» **The data**
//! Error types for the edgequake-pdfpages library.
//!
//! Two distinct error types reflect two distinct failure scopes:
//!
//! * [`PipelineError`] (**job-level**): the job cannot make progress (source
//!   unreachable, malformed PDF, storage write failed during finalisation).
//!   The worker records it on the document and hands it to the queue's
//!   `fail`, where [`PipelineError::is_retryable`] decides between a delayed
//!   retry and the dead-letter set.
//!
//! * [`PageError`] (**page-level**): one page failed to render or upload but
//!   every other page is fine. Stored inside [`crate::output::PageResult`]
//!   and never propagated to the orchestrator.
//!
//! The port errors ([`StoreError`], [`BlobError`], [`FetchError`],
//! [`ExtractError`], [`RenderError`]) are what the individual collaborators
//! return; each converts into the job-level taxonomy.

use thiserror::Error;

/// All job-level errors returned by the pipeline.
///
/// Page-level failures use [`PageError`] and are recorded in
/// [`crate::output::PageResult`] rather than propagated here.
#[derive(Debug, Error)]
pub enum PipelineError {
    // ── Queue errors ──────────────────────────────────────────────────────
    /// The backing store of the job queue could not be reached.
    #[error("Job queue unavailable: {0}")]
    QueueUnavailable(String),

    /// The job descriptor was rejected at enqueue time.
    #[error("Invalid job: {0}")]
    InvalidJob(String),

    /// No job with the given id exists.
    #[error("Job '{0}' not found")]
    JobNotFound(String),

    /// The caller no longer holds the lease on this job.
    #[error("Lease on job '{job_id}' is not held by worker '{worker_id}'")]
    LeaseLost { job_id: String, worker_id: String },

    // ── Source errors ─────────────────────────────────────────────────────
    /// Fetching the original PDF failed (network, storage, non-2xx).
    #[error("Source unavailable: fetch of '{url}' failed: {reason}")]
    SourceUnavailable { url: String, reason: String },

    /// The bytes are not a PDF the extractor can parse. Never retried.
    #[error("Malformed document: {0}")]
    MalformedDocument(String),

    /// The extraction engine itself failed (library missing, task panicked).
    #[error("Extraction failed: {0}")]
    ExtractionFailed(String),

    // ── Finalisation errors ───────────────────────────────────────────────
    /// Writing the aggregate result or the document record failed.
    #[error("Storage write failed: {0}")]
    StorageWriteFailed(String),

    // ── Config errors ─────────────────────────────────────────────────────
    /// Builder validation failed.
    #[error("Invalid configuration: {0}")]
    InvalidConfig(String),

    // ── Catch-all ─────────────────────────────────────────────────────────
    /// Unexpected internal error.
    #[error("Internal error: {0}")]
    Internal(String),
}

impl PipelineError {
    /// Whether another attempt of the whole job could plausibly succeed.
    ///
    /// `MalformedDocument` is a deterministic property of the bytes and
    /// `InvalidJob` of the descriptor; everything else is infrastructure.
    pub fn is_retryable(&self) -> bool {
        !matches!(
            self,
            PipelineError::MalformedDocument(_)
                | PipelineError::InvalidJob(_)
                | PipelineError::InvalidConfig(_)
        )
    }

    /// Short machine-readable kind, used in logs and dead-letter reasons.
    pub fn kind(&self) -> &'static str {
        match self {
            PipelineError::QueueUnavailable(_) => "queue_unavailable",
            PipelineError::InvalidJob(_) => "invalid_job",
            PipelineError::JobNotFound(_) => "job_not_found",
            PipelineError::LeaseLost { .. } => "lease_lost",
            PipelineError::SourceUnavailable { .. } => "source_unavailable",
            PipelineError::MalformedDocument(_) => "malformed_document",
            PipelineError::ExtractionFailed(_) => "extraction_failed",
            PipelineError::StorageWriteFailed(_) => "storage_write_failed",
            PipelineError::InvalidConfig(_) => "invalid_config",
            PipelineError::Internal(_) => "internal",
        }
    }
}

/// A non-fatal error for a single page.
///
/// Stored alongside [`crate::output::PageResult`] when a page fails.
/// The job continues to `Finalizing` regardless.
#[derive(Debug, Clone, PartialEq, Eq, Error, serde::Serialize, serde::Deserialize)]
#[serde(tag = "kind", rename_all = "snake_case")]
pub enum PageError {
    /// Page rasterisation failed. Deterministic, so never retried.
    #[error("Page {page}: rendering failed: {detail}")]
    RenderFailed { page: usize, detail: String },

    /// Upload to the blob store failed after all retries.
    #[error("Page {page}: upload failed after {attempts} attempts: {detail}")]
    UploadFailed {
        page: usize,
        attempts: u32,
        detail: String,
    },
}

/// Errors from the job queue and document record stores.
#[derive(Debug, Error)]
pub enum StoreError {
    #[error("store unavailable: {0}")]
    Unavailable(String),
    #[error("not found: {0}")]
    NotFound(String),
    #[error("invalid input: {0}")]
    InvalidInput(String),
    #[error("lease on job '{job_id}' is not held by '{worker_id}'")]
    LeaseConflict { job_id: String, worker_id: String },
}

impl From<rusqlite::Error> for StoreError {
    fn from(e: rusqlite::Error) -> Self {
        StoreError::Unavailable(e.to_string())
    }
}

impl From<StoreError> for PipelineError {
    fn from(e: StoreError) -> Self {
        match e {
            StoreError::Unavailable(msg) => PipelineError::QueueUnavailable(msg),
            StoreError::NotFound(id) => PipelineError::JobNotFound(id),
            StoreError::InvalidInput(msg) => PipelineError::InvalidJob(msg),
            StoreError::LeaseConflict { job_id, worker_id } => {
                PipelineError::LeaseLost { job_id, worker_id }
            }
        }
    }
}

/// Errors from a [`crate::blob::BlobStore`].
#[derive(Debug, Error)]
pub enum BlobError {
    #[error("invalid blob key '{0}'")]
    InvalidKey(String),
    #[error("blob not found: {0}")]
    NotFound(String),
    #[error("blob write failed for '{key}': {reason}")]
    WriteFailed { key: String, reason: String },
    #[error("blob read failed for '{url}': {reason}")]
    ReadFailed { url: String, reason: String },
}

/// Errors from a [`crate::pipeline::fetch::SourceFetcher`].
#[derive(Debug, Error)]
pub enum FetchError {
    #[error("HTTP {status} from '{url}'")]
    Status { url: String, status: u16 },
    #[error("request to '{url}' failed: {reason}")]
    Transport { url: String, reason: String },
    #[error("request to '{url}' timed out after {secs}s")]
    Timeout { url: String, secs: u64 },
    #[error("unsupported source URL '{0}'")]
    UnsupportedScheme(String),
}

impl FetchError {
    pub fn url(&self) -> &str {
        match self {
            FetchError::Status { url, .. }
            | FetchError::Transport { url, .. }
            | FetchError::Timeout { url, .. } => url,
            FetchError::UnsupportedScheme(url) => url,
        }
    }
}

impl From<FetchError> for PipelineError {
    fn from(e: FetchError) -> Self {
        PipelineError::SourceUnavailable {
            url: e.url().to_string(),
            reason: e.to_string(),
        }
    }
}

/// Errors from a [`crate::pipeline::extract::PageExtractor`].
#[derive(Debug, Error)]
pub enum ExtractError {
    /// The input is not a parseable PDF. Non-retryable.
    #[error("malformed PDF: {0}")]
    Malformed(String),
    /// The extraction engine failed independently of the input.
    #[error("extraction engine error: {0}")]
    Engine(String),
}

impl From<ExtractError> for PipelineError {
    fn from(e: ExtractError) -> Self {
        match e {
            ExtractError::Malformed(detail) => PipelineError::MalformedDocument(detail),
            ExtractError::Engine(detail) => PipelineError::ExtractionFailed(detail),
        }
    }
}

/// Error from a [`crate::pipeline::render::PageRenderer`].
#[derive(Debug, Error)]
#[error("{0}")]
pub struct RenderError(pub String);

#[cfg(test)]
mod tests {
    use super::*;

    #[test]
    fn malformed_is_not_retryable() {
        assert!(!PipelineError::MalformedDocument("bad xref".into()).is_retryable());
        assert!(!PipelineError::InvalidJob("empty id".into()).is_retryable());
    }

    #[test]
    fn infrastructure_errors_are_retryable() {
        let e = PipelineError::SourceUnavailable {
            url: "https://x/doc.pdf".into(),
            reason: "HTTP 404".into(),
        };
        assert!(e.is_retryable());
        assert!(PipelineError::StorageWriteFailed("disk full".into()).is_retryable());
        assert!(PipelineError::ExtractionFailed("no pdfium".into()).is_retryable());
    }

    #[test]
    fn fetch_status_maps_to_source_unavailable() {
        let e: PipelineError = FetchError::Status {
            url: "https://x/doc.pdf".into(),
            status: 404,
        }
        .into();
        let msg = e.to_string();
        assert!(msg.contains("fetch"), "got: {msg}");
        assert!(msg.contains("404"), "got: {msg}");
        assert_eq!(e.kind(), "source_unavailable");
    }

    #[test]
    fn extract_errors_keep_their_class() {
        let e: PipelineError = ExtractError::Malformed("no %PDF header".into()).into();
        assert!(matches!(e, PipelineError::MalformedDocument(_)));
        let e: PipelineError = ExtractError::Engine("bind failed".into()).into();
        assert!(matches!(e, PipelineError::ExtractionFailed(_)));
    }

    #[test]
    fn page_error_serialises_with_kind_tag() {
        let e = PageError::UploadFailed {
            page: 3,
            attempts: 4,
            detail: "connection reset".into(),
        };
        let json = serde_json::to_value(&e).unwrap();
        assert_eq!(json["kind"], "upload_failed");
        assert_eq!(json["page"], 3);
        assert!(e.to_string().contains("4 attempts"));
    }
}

» **Exercise directions**
Copy task for the entries above: every line with the string "LeaseLost".

» **Solution for this task**
    LeaseLost { job_id: String, worker_id: String },
            PipelineError::LeaseLost { .. } => "lease_lost",
                PipelineError::LeaseLost { job_id, worker_id }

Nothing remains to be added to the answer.